Our list includes Major General Geoffrey Miller, Commander of the Joint Task Force Guantanamo, whose subordinates used some of the approved torture techniques and who was sent to Iraq where he recommended that prison guards “soften up” detainees for interrogations; former CIA Director George Tenet, whose agency kept so-called “ghost detainees” off registration logs and hidden during visits by the Red Cross and whose operatives reportedly used such techniques as water-boarding, feigning suffocation, stress positions, and incommunicado detention.

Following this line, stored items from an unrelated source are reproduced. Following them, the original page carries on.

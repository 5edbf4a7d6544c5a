//! # Custody Ledger - Product Custody Chain
//!
//! Tracks products through manufacturer → dealer → customer → warranty
//! center, with an append-only history per product and behavioral checks
//! on every write.
//!
//! ## Components
//!
//! | Component | Location | Purpose |
//! |-----------|----------|---------|
//! | RoleRegistry | `domain/roles.rs` | Identity → role, owner-administered, with role index and grant log |
//! | HistoryLedger | `domain/history.rs` | Append-only, hash-chained records per product |
//! | ProductRegistry | `domain/registry.rs` | Current owner and suspicious flag per product |
//! | AnomalyDetector | `domain/anomaly.rs` | Admission limits and soft classification |
//! | TransitionEngine | `domain/engine.rs` | The only writer: validate, then commit |
//! | QueryFacade | `domain/query.rs` | Read-only projections |
//!
//! ## Domain Invariants
//!
//! | Invariant | Enforcement Location |
//! |-----------|---------------------|
//! | Every product's history starts with one `Created` record | `domain/engine.rs` - `create_product()`, checked by `domain/invariants.rs` |
//! | Records are never edited or removed | `domain/history.rs` - append-only API, hash chain |
//! | Owner equals `new_owner` of the last Created/Transferred record | `domain/engine.rs` - `commit()` |
//! | One role per identity | `domain/roles.rs` - `apply_grant()` |
//! | Rejections change nothing | `domain/engine.rs` - checks before `commit()` |
//! | Flags are never cleared | `domain/registry.rs` - `flag()` |
//!
//! ## Check Order
//!
//! Every transition on an existing product: existence → role → ownership →
//! admission (cooldowns, then caps). `create` checks for a duplicate id first.
//!
//! ## Usage Example
//!
//! ```ignore
//! use custody_ledger::prelude::*;
//!
//! let service = create_test_service();
//! let receipt = service
//!     .create_product(RequestContext::new(maker, now), ProductId::from("P1"), "tv".into())
//!     .await?;
//! ```

// Crate-level lints
#![warn(clippy::all)]
#![allow(clippy::module_name_repetitions)]

// =============================================================================
// MODULES
// =============================================================================

pub mod adapters;
pub mod config;
pub mod domain;
pub mod errors;
pub mod events;
pub mod ipc;
pub mod ports;
pub mod service;

// =============================================================================
// PRELUDE
// =============================================================================

/// Convenient re-exports for common usage.
pub mod prelude {
    pub use crate::adapters::{InMemoryEventFeed, LedgerSnapshot, SnapshotError};
    pub use crate::config::{ConfigError, LedgerConfig};
    pub use crate::domain::{
        AnomalyPolicy, HistoryRecord, HistoryVerification, Identity, PolicyError, ProductId,
        ProductView, RateStatus, RecordKind, RequestContext, Role, RoleAssignment, RoleCode,
        RoleGrant, Timestamp, TransitionEngine, TransitionReceipt,
    };
    pub use crate::errors::{
        CooldownGuard, LedgerError, NotFoundKind, RateLimitKind, UnauthorizedReason,
    };
    pub use crate::events::{LedgerEvent, LedgerEventKind};
    pub use crate::ipc::{LedgerEnvelope, LedgerReply, LedgerRequest, LedgerResponseEnvelope, RequestHandler};
    pub use crate::ports::{
        CustodyLedgerApi, EventSink, ManualClock, SystemTimeSource, TimeSource,
    };
    pub use crate::service::{create_test_service, CustodyLedgerService, ServiceStats};
}

/// Crate version.
pub const VERSION: &str = env!("CARGO_PKG_VERSION");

And it includes Attorney General Alberto Gonzales, who called the Geneva Conventions “quaint” and “obsolete” in a January 2002 memo and who requested the memos that fueled the atrocities at Abu Ghraib; Lieutenant General Ricardo Sanchez, former Commander of US Forces in Iraq, and Sanchez’ deputy, Major General Walter Wojdakowsi, who failed to ensure proper staff oversight of detention and interrogation operations at Abu Ghraib, according to the military’s Fay-Jones report, and Captain Carolyn Wood, who oversaw interrogation operations at Bagram Air Base and who permitted the use of dogs, stress positions and sensory deprivation.
And, in case you were wondering, AI's hit list does include President Bush. Though, as Ed Morrissey wearily but dutifully points out, it does not include Fidel Castro, Bashar Assad, Kim jong-Il, Robert Mugabe, the Iranian mullahs, the Sudanese butchers of Darfur, the ChiComms, etc.

It took the Cap'n to the very end of his post to notice what was day-glo obvious to me from the first sentence:

We elect our leaders, and we hold them accountable. Moreover, when we send our leaders abroad to interact with leaders of other countries, we expect those countries to extend normal diplomatic status, or to warn in advance when that status will not be extended. Violating that status by imprisoning our leaders and diplomats is an act of war against the United States. Those joining in Amnesty International's call for other nations to commit an act of war against us should be held politically accountable for their position. [my emphasis]

I would add criminally liable to that formulation as well.

Three years and nine months ago, the President said, "You're either with us, or you're with the terrorists." Looks like Amnesty International has made its choice.